MicrosoftDocs / PowerShell-Docs

The official PowerShell documentation sources
https://learn.microsoft.com/powershell
Other
1.98k stars 1.58k forks source link

UTF-8 filename handling for Archive cmdlets #5450

Closed lbruun closed 4 years ago

lbruun commented 4 years ago

Please document how this cmdlet handles a ZIP produced with Windows Explorer "Compressed Folders" feature, where the entries in the ZIP contains non-ASCII-127 characters, for example if an entry is named "Plankalkül.dat". The cmdlet cannot correctly expand such an archive. Bottom line, the Expand-Archive cmdlet doesn't seem to be compatible with the majority of ZIP implementations out there in this respect, incl "Compressed Folders", 7-ZIP file manager, etc. Perhaps an additional switch on the cmdlet would solve the problem?


Document Details

Do not edit this section. It is required for docs.microsoft.com ➟ GitHub issue linking.

sdwheeler commented 4 years ago

@lbruun Thanks for the feedback. We will get the documentation updated. Please file a feature request in the source code repository at: https://github.com/PowerShell/PowerShell/issues/new/choose

sdwheeler commented 4 years ago

@lbruun I did some research into these cmdlets and the ZIP specification. The cmdlets are using the .NET ZipArchive class. So any change would have to happen there.

Compress-Archive stores the file names using UTF-8 encoding. Extract-Archive extracts the file with the proper character. 7zip stores the file name using Code Page 437 encoding, which encodes the "ü" character as 0x81. Extract-Archive extracts just writes the value stored. The problem is that there is no official standard for encoding characters in filenames. See Section D.4 in https://pkware.cachefly.net/webdocs/casestudies/APPNOTE.TXT.

lbruun commented 4 years ago

Thanks @sdwheeler for very good comments. Appreciate the reaction time here.

Yes, I (now) understand the shortcomings of the ZIP spec.

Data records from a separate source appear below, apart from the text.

//! Command routing and built-in commands.

use std::sync::Arc;

use tracing::{debug, info, warn};

use super::filter::CommandFilter;
use super::types::{CommandRecord, CommandResult, IncomingMessage};
use crate::account::{AccountProfile, AccountRegistry, PreferenceStore, PrefixSet};

/// Callback for a command registered at runtime.
pub type HandlerFn = Box<dyn Fn(&AccountProfile, &CommandRecord) -> CommandResult + Send + Sync>;

/// Commands every account gets.
#[derive(Debug, Clone, Copy, PartialEq, Eq)]
pub enum BuiltinCommand {
    /// Liveness check.
    Ping,

    /// Show the account's prefixes.
    Prefix,

    /// Replace the account's prefixes.
    SetPrefix,

    /// List registered commands.
    Help,
}

impl BuiltinCommand {
    /// All built-in commands in registration order.
    pub const ALL: [Self; 4] = [Self::Ping, Self::Prefix, Self::SetPrefix, Self::Help];

    /// Returns the alias group the command is registered under.
    #[must_use]
    pub const fn aliases(self) -> &'static str {
        match self {
            Self::Ping => "ping|p",
            Self::Prefix => "prefix",
            Self::SetPrefix => "setprefix|setpref",
            Self::Help => "help|h",
        }
    }

    /// Returns the command description for help.
    #[must_use]
    pub const fn description(self) -> &'static str {
        match self {
            Self::Ping => "Check that the userbot is alive",
            Self::Prefix => "Show the current command prefixes",
            Self::SetPrefix => "Set command prefixes: setprefix <prefix> [prefix...]",
            Self::Help => "Show this help message",
        }
    }
}

enum Action {
    Builtin(BuiltinCommand),
    Custom(HandlerFn),
}

struct Registration {
    filter: CommandFilter,
    description: String,
    action: Action,
}

/// Routes messages to the first registration whose filter matches.
pub struct CommandRouter {
    /// Shared account state.
    registry: Arc<AccountRegistry>,

    /// Where prefix changes are persisted.
    store: Arc<dyn PreferenceStore>,

    /// Registrations in match order.
    registrations: Vec<Registration>,
}

impl CommandRouter {
    /// Creates a router with no commands.
    #[must_use]
    pub fn new(registry: Arc<AccountRegistry>, store: Arc<dyn PreferenceStore>) -> Self {
        Self {
            registry,
            store,
            registrations: Vec::new(),
        }
    }

    /// Creates a router with the built-in commands registered.
    #[must_use]
    pub fn with_builtins(registry: Arc<AccountRegistry>, store: Arc<dyn PreferenceStore>) -> Self {
        let mut router = Self::new(registry, store);
        for command in BuiltinCommand::ALL {
            router.registrations.push(Registration {
                filter: CommandFilter::new(command.aliases()),
                description: command.description().to_owned(),
                action: Action::Builtin(command),
            });
        }
        router
    }

    /// Registers a handler for an alias group such as `"id|whois"`.
    pub fn register<F>(&mut self, aliases: &str, description: impl Into<String>, handler: F)
    where
        F: Fn(&AccountProfile, &CommandRecord) -> CommandResult + Send + Sync + 'static,
    {
        let filter = CommandFilter::new(aliases);
        debug!("Registering command {:?}", filter.aliases());
        self.registrations.push(Registration {
            filter,
            description: description.into(),
            action: Action::Custom(Box::new(handler)),
        });
    }

    /// Number of registered alias groups.
    #[must_use]
    pub fn len(&self) -> usize {
        self.registrations.len()
    }

    #[must_use]
    pub fn is_empty(&self) -> bool {
        self.registrations.is_empty()
    }

    /// Runs the first matching handler for a message received by `account`.
    ///
    /// Returns `None` if the message is not a command.
    pub async fn dispatch(
        &self,
        account: &AccountProfile,
        message: &mut IncomingMessage,
    ) -> Option<CommandResult> {
        let prefixes = self.registry.prefixes(account.id).await;
        let username = account.username_or_empty();

        let registration = self
            .registrations
            .iter()
            .find(|r| r.filter.apply(message, username, &prefixes))?;

        let record = message.command.as_ref()?;
        debug!("Handling command for account {}: {}", account.id, record);

        let result = match &registration.action {
            Action::Builtin(command) => self.execute(*command, account, record, &prefixes).await,
            Action::Custom(handler) => handler(account, record),
        };

        info!(
            "Command {} for account {}: success={}",
            record.name(),
            account.id,
            result.success
        );

        Some(result)
    }

    async fn execute(
        &self,
        command: BuiltinCommand,
        account: &AccountProfile,
        record: &CommandRecord,
        prefixes: &PrefixSet,
    ) -> CommandResult {
        match command {
            BuiltinCommand::Ping => CommandResult::success("pong"),
            BuiltinCommand::Prefix => {
                CommandResult::success(format!("Current prefixes: {prefixes}"))
            }
            BuiltinCommand::SetPrefix => self.handle_set_prefix(account, record, prefixes).await,
            BuiltinCommand::Help => self.handle_help(prefixes),
        }
    }

    async fn handle_set_prefix(
        &self,
        account: &AccountProfile,
        record: &CommandRecord,
        current: &PrefixSet,
    ) -> CommandResult {
        if record.args().is_empty() {
            return CommandResult::error(format!(
                "Usage: {}{} <prefix> [prefix...]",
                current.primary(),
                record.name()
            ));
        }

        let prefixes = match PrefixSet::new(record.args().iter().cloned()) {
            Ok(p) => p,
            Err(e) => return CommandResult::error(format!("Invalid prefixes: {e}")),
        };

        if let Err(e) = self
            .registry
            .set_prefixes_persisted(account.id, prefixes.clone(), self.store.as_ref())
            .await
        {
            warn!("Failed to save prefixes for account {}: {}", account.id, e);
            return CommandResult::error(format!("Failed to save prefixes: {e}"));
        }

        CommandResult::success(format!("✓ Prefixes set to: {prefixes}"))
    }

    fn handle_help(&self, prefixes: &PrefixSet) -> CommandResult {
        let mut lines = vec![
            format!("Commands (prefixes: {prefixes})"),
            String::new(),
        ];

        for registration in &self.registrations {
            lines.push(format!(
                "  {}{} - {}",
                prefixes.primary(),
                registration.filter.aliases().join("|"),
                registration.description
            ));
        }

        CommandResult::success(lines.join("\n"))
    }
}

impl std::fmt::Debug for CommandRouter {
    fn fmt(&self, f: &mut std::fmt::Formatter<'_>) -> std::fmt::Result {
        f.debug_struct("CommandRouter")
            .field("registrations", &self.registrations.len())
            .finish_non_exhaustive()
    }
}

#[cfg(test)]
mod tests {
    use super::*;
    use crate::account::{AccountId, MemoryPreferenceStore};

    type Fixture = (
        CommandRouter,
        Arc<AccountRegistry>,
        Arc<MemoryPreferenceStore>,
        AccountProfile,
    );

    async fn setup() -> Fixture {
        let registry = Arc::new(AccountRegistry::new());
        let store = Arc::new(MemoryPreferenceStore::new());
        let account = AccountProfile::new(AccountId(100), Some("himi".to_owned()), "Himi");
        registry.start_account(account.clone(), store.as_ref()).await.unwrap();

        let router = CommandRouter::with_builtins(Arc::clone(&registry), store.clone());
        (router, registry, store, account)
    }

    async fn send(
        router: &CommandRouter,
        account: &AccountProfile,
        text: &str,
    ) -> Option<CommandResult> {
        let mut message = IncomingMessage::new(text, account.id.0);
        router.dispatch(account, &mut message).await
    }

    #[tokio::test]
    async fn test_ping() {
        let (router, _, _, account) = setup().await;
        assert_eq!(send(&router, &account, ".ping").await, Some(CommandResult::success("pong")));
        assert_eq!(send(&router, &account, ".P@himi").await, Some(CommandResult::success("pong")));
    }

    #[tokio::test]
    async fn test_not_a_command() {
        let (router, _, _, account) = setup().await;
        assert_eq!(send(&router, &account, "hello").await, None);
        assert_eq!(send(&router, &account, ".unknown").await, None);
    }

    #[tokio::test]
    async fn test_setprefix_updates_and_persists() {
        let (router, registry, store, account) = setup().await;

        let result = send(&router, &account, ".setprefix ! \"hey \"").await.unwrap();
        assert!(result.success);

        let expected = PrefixSet::new(["!", "hey "]).unwrap();
        assert_eq!(registry.prefixes(account.id).await, expected);
        assert_eq!(
            store.get_prefixes(account.id).unwrap(),
            Some(vec!["!".to_owned(), "hey ".to_owned()])
        );

        assert_eq!(send(&router, &account, ".ping").await, None);
        assert!(send(&router, &account, "hey ping").await.is_some());
        assert!(send(&router, &account, "!ping").await.is_some());
    }

    #[tokio::test]
    async fn test_setprefix_requires_arguments() {
        let (router, registry, _, account) = setup().await;

        let result = send(&router, &account, ".setpref").await.unwrap();
        assert!(!result.success);
        assert!(result.message.contains("Usage: .setpref"));
        assert_eq!(registry.prefixes(account.id).await, PrefixSet::default());
    }

    #[tokio::test]
    async fn test_setprefix_rejects_empty_prefix() {
        let (router, registry, _, account) = setup().await;

        let result = send(&router, &account, ".setprefix \"\"").await.unwrap();
        assert!(!result.success);
        assert_eq!(registry.prefixes(account.id).await, PrefixSet::default());
    }

    #[tokio::test]
    async fn test_prefix_shows_current() {
        let (router, _, _, account) = setup().await;
        let result = send(&router, &account, ".prefix").await.unwrap();
        assert_eq!(result.message, "Current prefixes: .");
    }

    #[tokio::test]
    async fn test_help_lists_registrations() {
        let (mut router, _, _, account) = setup().await;
        router.register("id|whois", "Show account id", |account, _| {
            CommandResult::success(account.id.to_string())
        });

        let result = send(&router, &account, ".h").await.unwrap();
        assert!(result.message.contains(".ping|p - Check that the userbot is alive"));
        assert!(result.message.contains(".id|whois - Show account id"));
    }

    #[tokio::test]
    async fn test_custom_handler_receives_record() {
        let (mut router, _, _, account) = setup().await;
        router.register("echo", "Echo arguments", |_, record| {
            CommandResult::success(record.args().join("|"))
        });
        assert_eq!(router.len(), BuiltinCommand::ALL.len() + 1);

        let result = send(&router, &account, ".ECHO 'a b' c").await.unwrap();
        assert_eq!(result.message, "a b|c");
    }

    #[tokio::test]
    async fn test_first_registration_wins() {
        let registry = Arc::new(AccountRegistry::new());
        let store: Arc<dyn PreferenceStore> = Arc::new(MemoryPreferenceStore::new());
        let account = AccountProfile::new(AccountId(1), None, "One");

        let mut router = CommandRouter::new(registry, store);
        assert!(router.is_empty());
        router.register("go", "first", |_, _| CommandResult::success("first"));
        router.register("go|g", "second", |_, _| CommandResult::success("second"));

        assert_eq!(send(&router, &account, ".go").await.unwrap().message, "first");
        assert_eq!(send(&router, &account, ".g").await.unwrap().message, "second");
    }
}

Yes, the Compress-Archive is consistent with Extract-Archive as they use both UTF-8. So Extract-Archive can predictably unpack what was created with Compress-Archive. Check!

However, the point here is that Extract-Archive cannot predictably unzip a file created with native Windows (File Explorer "Compressed Folders" feature) and that is of course not what a user would expect. It should be documented.

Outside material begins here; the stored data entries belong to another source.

//! Placement of the suggestion panel relative to the bound field.

/// Axis-aligned rectangle in viewport coordinates.
#[derive(Debug, Clone, Copy, Default, PartialEq)]
pub struct Rect {
    pub left: f64,
    pub top: f64,
    pub width: f64,
    pub height: f64,
}

/// What the host knows about where the bound field sits.
#[derive(Debug, Clone, Copy, Default, PartialEq)]
pub struct FieldGeometry {
    /// Bounding rectangle relative to the viewport.
    pub client_rect: Rect,
    /// Scroll offset of the scrolling root, used to turn viewport coordinates
    /// into document coordinates.
    pub scroll_x: f64,
    pub scroll_y: f64,
    /// Rendered height of the field itself.
    pub offset_height: f64,
}

impl FieldGeometry {
    /// Offset from the top of the document, measured through the bounding
    /// rectangle rather than the field's own `offsetTop`, which is relative to
    /// its positioned ancestor and wrong inside scrolled containers.
    pub fn document_top(&self) -> f64 {
        self.client_rect.top + self.scroll_y
    }

    pub fn document_left(&self) -> f64 {
        self.client_rect.left + self.scroll_x
    }
}

#[derive(Debug, Clone, Copy, Default, PartialEq)]
pub struct MenuPosition {
    pub top: f64,
    pub left: f64,
}

/// Computes where the menu container goes.
///
/// `fixed` positions against the viewport, otherwise against the document.
/// `dropup` puts the container above the field. The top edge never goes
/// negative.
pub fn menu_position(
    geometry: &FieldGeometry,
    container_height: f64,
    fixed: bool,
    dropup: bool,
) -> MenuPosition {
    let (anchor_top, left) = if fixed {
        (geometry.client_rect.top, geometry.client_rect.left)
    } else {
        (geometry.document_top(), geometry.document_left())
    };

    let top = if dropup {
        anchor_top - container_height
    } else {
        anchor_top + geometry.offset_height
    };

    MenuPosition {
        top: top.max(0.0),
        left,
    }
}

#[cfg(test)]
mod tests {
    use super::*;

    fn geometry() -> FieldGeometry {
        FieldGeometry {
            client_rect: Rect {
                left: 10.0,
                top: 100.0,
                width: 300.0,
                height: 20.0,
            },
            scroll_x: 0.0,
            scroll_y: 50.0,
            offset_height: 20.0,
        }
    }

    #[test]
    fn below_field_in_document_coordinates() {
        let position = menu_position(&geometry(), 80.0, false, false);
        assert_eq!(position, MenuPosition { top: 170.0, left: 10.0 });
    }

    #[test]
    fn fixed_uses_viewport_coordinates() {
        let position = menu_position(&geometry(), 80.0, true, false);
        assert_eq!(position.top, 120.0);
    }

    #[test]
    fn dropup_sits_above_the_field() {
        let position = menu_position(&geometry(), 80.0, true, true);
        assert_eq!(position.top, 20.0);
    }

    #[test]
    fn top_is_clamped_to_zero() {
        let position = menu_position(&geometry(), 500.0, true, true);
        assert_eq!(position.top, 0.0);
    }
}
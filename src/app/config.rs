//! Loads settings and suggestion data before the terminal is taken over.
use std::fs;
use std::path::Path;

use anyhow::{Context, Result};
use serde::de::DeserializeOwned;
use tracing::info;

use super::args::AppArgs;
use crate::compose::Directory;
use crate::typeahead::TypeaheadSettings;

fn read_json<T: DeserializeOwned>(path: &Path) -> Result<T> {
    let text = fs::read_to_string(path)
        .with_context(|| format!("Failed to read {}", path.display()))?;
    serde_json::from_str(&text).with_context(|| format!("Failed to parse {}", path.display()))
}

/// Settings from `--config`, if given, with command-line flags on top.
pub fn load_settings(args: &AppArgs) -> Result<TypeaheadSettings> {
    let mut settings = match &args.config {
        Some(path) => {
            info!("Loading typeahead settings from {}", path.display());
            read_json(path)?
        }
        None => TypeaheadSettings::default(),
    };

    if let Some(items) = args.items {
        settings.items = items;
    }
    if let Some(min_length) = args.min_length {
        settings.min_length = min_length;
    }
    if args.dropup {
        settings.dropup = true;
    }
    Ok(settings)
}

pub fn load_directory(path: Option<&Path>) -> Result<Directory> {
    match path {
        Some(path) => {
            info!("Loading suggestions from {}", path.display());
            read_json(path)
        }
        None => Ok(Directory::default()),
    }
}

#[cfg(test)]
mod tests {
    use super::*;
    use clap::Parser;
    use std::path::PathBuf;

    fn temp_file(name: &str, contents: &str) -> PathBuf {
        let path = std::env::temp_dir().join(format!("chat-typeahead-{}-{}", std::process::id(), name));
        fs::write(&path, contents).unwrap();
        path
    }

    #[test]
    fn file_values_are_overridden_by_flags() {
        let path = temp_file(
            "settings.json",
            r#"{ "items": 3, "min_length": 2, "natural_search": true }"#,
        );
        let args = AppArgs::try_parse_from([
            "chat-typeahead",
            "--config",
            path.to_str().unwrap(),
            "--items",
            "5",
        ])
        .unwrap();

        let settings = load_settings(&args).unwrap();
        assert_eq!(settings.items, 5);
        assert_eq!(settings.min_length, 2);
        assert!(settings.natural_search);
        assert!(settings.tab_is_enter);
        fs::remove_file(path).unwrap();
    }

    #[test]
    fn broken_files_name_the_path() {
        let path = temp_file("broken.json", "{ not json");
        let err = load_directory(Some(&path)).unwrap_err();
        assert!(err.to_string().contains("broken.json"));
        fs::remove_file(path).unwrap();

        let missing = load_directory(Some(Path::new("/nonexistent/candidates.json")));
        assert!(missing.is_err());
    }

    #[test]
    fn no_file_means_defaults() {
        assert_eq!(load_directory(None).unwrap(), Directory::default());
    }
}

I've opened Feature Request 11901 on the matter. This is for what I believe would be the most natural way to allow users be able to use the Expand-Archive on any zip file, no matter where it was created.

Btw: I think you are slightly wrong when you say that 7-Zip encodes file names as Code Page 437. More accurately it encodes file names using the host's OEM Code Page .. which may or may not be 437. On my system it is Code Page 850. The Windows Compressed Folders feature, as far as I can tell, does the same. It is really not 437 which is at play.

Therefore, my workaround at the moment is to use:

$enc = [System.Text.Encoding]::GetEncoding((Get-WinSystemLocale).TextInfo.OEMCodePage)
[System.IO.Compression.ZipFile]::ExtractToDirectory("myarchive.zip", ".", $enc)

Because of the shortcomings of the ZIP spec there's no way to tell which file name encoding the archive is using but in my case I know it hasn't been created by PowerShell itself and then I think Get-WinSystemLocale).TextInfo.OEMCodePage is the best guess, at least much better guess than 437.

sdwheeler commented 4 years ago

@lbruun Yes, we can add a note to the documentation about the behavior of Expand-Archive. That's a good note about your code page. I said code page 437 because that's what is listed in the Zip APPNOTE.TXT. But it seems to be implementation dependent. It would make sense to me to use the hosts OEMCodePage.